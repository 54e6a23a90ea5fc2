//! In-memory storage backend.

use std::collections::HashMap;
use std::sync::Mutex;

use super::{Storage, StorageError};

/// A storage backend that lives only as long as the process.
#[derive(Debug, Default)]
pub struct MemoryStorage {
    entries: Mutex<HashMap<String, String>>,
}

impl MemoryStorage {
    /// Create an empty store.
    #[must_use]
    pub fn new() -> Self {
        Self::default()
    }

    /// Number of keys currently stored.
    #[must_use]
    pub fn len(&self) -> usize {
        self.entries.lock().map_or(0, |entries| entries.len())
    }

    /// Whether the store holds no keys.
    #[must_use]
    pub fn is_empty(&self) -> bool {
        self.len() == 0
    }
}

impl Storage for MemoryStorage {
    fn get_item(&self, key: &str) -> Result<Option<String>, StorageError> {
        let entries = self.entries.lock().map_err(|_| StorageError::Poisoned)?;
        Ok(entries.get(key).cloned())
    }

    fn set_item(&self, key: &str, value: &str) -> Result<(), StorageError> {
        let mut entries = self.entries.lock().map_err(|_| StorageError::Poisoned)?;
        entries.insert(key.to_owned(), value.to_owned());
        Ok(())
    }

    fn remove_item(&self, key: &str) -> Result<(), StorageError> {
        let mut entries = self.entries.lock().map_err(|_| StorageError::Poisoned)?;
        entries.remove(key);
        Ok(())
    }
}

● Instructions to follow
Taking the line that contains "self.len() == 0" as the first and the last line of the material as the final one, transcribe that span exactly and include nothing else.

● Expected answer
        self.len() == 0
    }
}

impl Storage for MemoryStorage {
    fn get_item(&self, key: &str) -> Result<Option<String>, StorageError> {
        let entries = self.entries.lock().map_err(|_| StorageError::Poisoned)?;
        Ok(entries.get(key).cloned())
    }

    fn set_item(&self, key: &str, value: &str) -> Result<(), StorageError> {
        let mut entries = self.entries.lock().map_err(|_| StorageError::Poisoned)?;
        entries.insert(key.to_owned(), value.to_owned());
        Ok(())
    }

    fn remove_item(&self, key: &str) -> Result<(), StorageError> {
        let mut entries = self.entries.lock().map_err(|_| StorageError::Poisoned)?;
        entries.remove(key);
        Ok(())
    }
}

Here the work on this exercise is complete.